> _Your instructions_
Your answer should be one number: the count of lines in the data below that include "ResourceSynchronizer".

== Information supplied

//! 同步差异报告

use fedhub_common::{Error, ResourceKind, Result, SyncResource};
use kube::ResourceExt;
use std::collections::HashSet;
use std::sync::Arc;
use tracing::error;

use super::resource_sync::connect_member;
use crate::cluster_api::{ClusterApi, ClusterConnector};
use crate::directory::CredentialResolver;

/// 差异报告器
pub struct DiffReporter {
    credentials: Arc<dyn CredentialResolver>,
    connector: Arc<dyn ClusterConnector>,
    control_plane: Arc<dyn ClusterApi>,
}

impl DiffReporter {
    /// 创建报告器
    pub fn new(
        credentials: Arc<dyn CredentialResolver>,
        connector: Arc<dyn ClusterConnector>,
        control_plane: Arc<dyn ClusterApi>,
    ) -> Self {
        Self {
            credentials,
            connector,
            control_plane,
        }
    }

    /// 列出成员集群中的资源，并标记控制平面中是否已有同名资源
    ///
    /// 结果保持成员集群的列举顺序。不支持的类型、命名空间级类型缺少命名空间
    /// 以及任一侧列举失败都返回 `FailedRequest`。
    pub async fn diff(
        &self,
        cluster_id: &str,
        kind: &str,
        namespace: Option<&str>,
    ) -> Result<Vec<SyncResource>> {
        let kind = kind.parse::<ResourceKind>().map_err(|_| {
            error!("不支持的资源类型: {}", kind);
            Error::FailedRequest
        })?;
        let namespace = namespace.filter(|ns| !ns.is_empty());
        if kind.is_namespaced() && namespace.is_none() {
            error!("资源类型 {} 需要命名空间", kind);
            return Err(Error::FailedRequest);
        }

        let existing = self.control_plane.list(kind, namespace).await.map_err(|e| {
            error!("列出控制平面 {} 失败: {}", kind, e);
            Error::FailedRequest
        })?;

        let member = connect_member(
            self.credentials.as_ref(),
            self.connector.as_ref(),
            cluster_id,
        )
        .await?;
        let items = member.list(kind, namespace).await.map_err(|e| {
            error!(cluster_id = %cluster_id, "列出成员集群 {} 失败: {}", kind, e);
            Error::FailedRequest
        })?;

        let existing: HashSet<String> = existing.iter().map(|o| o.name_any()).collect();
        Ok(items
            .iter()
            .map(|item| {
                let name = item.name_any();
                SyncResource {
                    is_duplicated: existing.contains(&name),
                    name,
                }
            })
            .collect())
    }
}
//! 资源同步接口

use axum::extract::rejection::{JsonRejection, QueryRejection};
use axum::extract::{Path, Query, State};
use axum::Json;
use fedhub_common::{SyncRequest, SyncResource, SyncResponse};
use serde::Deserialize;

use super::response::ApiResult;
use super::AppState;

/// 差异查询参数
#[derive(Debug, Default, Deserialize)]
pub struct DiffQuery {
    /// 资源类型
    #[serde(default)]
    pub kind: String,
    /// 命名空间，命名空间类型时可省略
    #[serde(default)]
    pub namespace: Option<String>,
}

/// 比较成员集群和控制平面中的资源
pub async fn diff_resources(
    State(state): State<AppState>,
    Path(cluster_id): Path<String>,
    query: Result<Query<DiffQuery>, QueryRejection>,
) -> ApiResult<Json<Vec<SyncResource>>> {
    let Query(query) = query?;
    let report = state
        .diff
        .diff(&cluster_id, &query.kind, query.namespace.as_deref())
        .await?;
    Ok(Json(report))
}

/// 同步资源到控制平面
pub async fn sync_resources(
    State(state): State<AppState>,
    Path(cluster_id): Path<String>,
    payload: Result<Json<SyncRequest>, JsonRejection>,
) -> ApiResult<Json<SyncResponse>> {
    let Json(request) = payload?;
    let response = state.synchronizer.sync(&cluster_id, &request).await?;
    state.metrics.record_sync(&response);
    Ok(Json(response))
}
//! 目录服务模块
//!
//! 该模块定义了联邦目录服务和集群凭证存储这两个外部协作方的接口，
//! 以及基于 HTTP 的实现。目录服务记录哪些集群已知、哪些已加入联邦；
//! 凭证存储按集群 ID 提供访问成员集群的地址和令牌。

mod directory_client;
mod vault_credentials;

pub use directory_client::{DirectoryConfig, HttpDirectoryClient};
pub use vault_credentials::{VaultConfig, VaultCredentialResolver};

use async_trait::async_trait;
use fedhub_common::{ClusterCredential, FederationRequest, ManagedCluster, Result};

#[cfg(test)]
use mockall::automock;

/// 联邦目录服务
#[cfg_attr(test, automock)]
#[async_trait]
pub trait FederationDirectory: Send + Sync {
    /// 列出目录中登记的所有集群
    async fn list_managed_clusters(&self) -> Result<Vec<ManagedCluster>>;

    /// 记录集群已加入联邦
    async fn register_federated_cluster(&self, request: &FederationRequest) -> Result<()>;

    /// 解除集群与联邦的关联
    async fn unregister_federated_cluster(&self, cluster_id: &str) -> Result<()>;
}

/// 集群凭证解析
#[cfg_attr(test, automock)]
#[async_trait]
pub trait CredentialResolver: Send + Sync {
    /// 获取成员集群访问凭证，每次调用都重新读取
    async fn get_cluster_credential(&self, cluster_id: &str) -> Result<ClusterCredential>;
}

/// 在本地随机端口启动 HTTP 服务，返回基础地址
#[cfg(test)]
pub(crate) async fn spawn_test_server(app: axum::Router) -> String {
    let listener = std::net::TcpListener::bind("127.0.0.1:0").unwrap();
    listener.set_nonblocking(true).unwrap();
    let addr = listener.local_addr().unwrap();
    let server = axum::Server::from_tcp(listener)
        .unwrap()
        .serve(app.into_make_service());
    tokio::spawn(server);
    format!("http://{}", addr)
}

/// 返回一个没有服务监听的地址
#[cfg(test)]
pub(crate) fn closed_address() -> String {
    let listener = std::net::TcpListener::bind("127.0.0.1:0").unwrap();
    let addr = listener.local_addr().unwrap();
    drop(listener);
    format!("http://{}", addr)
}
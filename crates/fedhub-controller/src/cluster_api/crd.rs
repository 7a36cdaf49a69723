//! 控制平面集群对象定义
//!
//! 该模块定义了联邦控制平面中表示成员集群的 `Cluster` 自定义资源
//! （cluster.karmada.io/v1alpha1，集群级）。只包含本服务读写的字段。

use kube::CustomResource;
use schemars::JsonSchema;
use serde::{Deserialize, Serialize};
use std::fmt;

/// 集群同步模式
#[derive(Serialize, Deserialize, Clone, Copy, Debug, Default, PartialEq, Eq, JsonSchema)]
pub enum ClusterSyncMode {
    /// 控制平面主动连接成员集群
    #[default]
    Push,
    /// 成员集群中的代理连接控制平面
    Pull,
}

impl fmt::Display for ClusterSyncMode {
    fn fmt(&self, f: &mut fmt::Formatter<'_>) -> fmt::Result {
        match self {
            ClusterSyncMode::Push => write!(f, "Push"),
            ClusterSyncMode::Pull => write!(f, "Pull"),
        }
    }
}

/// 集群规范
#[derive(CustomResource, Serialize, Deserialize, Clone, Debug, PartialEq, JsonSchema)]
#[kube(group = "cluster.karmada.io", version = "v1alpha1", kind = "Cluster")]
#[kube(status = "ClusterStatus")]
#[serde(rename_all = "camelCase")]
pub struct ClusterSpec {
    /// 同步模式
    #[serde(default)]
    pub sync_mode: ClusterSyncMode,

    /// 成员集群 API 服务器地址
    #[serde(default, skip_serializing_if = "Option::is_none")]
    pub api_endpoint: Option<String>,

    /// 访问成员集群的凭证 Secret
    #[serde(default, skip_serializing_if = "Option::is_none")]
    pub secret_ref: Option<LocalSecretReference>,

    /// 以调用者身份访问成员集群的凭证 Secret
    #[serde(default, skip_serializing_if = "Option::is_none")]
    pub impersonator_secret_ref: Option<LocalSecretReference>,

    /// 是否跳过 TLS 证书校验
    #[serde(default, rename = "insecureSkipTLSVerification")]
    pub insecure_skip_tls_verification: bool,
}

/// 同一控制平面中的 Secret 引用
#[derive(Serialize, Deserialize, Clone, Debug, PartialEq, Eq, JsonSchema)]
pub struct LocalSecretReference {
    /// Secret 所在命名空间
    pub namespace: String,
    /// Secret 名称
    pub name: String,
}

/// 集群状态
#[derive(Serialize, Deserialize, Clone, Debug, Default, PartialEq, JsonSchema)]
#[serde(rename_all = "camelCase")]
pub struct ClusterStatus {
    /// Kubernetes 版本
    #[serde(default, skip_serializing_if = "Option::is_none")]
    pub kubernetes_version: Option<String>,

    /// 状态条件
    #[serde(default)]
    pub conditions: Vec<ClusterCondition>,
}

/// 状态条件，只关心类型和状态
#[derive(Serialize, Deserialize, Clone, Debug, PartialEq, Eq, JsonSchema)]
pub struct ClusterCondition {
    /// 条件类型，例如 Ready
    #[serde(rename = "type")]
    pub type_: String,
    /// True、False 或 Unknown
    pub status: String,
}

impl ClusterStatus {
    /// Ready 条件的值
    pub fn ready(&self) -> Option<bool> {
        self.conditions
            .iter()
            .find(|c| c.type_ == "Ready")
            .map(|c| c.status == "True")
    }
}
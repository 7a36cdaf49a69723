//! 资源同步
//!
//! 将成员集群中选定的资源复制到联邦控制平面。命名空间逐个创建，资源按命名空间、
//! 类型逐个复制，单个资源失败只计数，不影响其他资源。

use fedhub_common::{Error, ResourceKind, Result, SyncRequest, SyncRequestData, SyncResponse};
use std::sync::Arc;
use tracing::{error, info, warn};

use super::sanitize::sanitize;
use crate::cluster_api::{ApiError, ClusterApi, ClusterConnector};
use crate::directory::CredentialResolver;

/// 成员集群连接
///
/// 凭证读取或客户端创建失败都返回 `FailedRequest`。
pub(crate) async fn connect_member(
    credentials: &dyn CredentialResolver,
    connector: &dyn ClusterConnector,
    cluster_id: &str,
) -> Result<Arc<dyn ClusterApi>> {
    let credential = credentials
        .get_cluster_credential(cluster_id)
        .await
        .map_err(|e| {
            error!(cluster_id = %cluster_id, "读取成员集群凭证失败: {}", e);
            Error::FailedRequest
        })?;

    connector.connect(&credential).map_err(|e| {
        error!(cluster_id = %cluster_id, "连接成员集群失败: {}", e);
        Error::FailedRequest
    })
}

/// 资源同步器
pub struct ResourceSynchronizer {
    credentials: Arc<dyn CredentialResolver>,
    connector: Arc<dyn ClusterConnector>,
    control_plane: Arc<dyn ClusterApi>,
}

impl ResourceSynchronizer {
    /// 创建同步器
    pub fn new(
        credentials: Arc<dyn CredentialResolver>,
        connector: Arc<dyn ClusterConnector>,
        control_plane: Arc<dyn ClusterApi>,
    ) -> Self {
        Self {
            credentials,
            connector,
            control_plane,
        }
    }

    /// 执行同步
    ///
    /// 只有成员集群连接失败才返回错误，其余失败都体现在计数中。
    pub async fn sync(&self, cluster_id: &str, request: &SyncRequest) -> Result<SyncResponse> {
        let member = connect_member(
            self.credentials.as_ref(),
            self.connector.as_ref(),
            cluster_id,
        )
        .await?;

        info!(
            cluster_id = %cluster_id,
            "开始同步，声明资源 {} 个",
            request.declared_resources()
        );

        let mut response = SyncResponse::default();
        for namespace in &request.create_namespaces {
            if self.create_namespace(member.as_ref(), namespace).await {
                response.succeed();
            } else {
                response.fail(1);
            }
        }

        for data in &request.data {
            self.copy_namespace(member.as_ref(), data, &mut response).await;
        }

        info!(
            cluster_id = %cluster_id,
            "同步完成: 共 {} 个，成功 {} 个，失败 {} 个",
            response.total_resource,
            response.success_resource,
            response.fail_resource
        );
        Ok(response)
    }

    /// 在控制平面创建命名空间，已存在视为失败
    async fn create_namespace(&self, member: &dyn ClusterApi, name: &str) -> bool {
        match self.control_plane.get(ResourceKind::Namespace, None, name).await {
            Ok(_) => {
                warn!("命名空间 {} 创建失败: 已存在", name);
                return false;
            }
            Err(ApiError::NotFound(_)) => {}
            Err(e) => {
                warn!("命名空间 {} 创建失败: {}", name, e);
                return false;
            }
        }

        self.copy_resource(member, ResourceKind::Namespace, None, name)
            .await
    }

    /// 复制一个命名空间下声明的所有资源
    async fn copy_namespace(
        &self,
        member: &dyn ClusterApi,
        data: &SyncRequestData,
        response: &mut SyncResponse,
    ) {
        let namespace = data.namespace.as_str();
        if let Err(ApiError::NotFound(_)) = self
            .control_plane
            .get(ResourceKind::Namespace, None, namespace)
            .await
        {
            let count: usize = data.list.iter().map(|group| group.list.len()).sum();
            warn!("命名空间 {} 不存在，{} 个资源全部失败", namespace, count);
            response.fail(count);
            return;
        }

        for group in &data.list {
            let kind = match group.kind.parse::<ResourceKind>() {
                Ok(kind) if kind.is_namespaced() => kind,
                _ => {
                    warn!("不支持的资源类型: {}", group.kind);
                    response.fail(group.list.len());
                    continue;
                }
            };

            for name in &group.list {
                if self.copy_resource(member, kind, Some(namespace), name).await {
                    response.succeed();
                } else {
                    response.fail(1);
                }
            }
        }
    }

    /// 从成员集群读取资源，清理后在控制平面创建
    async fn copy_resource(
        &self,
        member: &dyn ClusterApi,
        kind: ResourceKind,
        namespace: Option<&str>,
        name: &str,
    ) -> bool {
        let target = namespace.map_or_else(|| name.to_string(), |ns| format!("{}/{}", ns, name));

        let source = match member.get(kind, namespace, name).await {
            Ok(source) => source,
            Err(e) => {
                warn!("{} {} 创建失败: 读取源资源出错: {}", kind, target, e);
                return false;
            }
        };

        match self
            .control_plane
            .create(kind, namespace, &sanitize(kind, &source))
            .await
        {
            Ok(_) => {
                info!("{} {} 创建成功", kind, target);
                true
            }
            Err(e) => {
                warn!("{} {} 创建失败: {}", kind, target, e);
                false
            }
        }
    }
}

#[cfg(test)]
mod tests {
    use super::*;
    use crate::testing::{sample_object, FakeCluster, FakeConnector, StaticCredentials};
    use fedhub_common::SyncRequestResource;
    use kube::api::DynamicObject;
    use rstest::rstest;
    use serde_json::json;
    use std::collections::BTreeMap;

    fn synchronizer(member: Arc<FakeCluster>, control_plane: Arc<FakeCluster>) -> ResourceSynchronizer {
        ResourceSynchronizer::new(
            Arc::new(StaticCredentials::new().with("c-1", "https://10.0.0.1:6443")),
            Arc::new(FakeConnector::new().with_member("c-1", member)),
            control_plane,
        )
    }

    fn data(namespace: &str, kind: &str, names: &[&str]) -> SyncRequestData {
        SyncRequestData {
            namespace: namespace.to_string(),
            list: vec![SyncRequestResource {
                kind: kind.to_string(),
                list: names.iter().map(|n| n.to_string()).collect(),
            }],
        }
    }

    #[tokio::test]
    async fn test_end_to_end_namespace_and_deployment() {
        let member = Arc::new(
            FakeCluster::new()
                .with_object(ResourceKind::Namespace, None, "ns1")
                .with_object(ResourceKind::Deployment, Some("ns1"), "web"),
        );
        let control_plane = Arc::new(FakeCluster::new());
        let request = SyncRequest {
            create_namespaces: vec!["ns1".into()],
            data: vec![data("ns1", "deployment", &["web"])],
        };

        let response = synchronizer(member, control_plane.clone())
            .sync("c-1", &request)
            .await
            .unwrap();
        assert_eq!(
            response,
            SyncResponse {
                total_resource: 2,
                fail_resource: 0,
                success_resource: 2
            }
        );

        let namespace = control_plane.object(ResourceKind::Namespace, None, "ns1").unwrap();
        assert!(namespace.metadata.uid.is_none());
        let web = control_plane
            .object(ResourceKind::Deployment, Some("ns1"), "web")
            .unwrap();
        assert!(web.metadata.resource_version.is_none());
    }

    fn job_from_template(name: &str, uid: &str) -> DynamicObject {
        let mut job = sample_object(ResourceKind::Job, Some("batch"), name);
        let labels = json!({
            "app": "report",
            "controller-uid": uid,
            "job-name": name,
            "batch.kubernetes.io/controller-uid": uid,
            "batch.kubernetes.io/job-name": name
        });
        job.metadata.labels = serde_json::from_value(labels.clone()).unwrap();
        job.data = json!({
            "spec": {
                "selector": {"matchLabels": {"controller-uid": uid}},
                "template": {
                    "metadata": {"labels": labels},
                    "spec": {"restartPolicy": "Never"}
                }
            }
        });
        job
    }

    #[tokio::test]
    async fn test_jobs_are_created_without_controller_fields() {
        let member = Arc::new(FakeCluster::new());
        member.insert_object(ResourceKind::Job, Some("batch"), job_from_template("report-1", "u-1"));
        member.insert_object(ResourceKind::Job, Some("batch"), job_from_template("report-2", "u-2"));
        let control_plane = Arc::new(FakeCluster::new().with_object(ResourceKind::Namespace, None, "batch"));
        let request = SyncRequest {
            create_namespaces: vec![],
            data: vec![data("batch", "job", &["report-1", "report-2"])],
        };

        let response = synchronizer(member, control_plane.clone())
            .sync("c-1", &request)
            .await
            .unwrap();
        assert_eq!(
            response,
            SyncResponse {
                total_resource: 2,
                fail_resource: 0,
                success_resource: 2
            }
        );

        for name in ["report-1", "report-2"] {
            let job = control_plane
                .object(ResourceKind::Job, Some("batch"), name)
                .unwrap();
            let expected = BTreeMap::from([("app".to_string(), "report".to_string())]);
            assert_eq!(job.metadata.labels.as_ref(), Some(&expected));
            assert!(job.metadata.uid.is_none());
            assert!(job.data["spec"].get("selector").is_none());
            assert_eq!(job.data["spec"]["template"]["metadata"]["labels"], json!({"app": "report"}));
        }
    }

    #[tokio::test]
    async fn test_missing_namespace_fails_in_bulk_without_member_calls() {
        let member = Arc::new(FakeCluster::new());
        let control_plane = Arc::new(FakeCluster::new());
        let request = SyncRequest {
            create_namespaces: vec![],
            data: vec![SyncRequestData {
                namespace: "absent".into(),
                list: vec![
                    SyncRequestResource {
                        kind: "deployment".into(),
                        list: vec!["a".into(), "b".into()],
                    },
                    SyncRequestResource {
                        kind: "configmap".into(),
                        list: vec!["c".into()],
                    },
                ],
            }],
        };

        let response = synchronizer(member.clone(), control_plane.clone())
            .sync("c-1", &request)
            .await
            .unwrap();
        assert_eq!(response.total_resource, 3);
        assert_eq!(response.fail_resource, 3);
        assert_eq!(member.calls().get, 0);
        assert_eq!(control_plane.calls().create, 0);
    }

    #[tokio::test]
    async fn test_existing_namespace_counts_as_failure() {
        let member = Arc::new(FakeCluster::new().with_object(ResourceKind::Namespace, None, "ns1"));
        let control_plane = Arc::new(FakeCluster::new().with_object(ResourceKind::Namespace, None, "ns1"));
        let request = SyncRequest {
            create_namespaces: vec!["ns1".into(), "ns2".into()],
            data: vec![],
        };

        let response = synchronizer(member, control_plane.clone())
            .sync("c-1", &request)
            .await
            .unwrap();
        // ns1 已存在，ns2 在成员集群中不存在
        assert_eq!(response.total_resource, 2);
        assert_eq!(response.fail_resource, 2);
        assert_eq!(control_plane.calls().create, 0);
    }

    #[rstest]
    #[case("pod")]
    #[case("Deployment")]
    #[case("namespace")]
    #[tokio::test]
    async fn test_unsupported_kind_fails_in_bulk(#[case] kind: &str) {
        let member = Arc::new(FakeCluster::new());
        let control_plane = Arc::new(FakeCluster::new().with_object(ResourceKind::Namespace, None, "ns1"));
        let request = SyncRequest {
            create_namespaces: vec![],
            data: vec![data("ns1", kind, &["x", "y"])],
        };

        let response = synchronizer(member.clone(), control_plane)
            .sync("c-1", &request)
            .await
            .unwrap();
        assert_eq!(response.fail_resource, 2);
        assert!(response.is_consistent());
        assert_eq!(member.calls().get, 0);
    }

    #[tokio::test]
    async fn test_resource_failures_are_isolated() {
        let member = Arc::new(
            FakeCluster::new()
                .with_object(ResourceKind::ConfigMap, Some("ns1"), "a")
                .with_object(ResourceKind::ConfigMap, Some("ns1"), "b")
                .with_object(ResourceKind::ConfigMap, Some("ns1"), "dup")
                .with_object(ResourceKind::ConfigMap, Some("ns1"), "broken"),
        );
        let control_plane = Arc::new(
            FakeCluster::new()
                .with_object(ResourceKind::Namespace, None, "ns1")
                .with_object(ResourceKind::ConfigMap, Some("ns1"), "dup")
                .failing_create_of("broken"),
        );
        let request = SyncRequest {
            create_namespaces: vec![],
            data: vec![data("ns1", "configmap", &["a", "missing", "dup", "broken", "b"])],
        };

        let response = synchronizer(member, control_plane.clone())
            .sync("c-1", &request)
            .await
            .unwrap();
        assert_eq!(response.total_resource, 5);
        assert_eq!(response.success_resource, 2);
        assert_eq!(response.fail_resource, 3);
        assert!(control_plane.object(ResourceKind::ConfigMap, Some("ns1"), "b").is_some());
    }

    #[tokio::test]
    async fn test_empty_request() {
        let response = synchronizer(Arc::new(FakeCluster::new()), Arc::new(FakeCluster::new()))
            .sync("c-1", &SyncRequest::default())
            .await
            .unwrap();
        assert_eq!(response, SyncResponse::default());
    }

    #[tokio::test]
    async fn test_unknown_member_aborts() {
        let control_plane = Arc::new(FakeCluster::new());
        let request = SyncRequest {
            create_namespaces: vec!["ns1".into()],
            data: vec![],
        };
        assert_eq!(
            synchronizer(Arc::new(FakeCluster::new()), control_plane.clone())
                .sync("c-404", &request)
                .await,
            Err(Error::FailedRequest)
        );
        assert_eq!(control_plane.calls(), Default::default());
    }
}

====

> _Result for this exercise_
4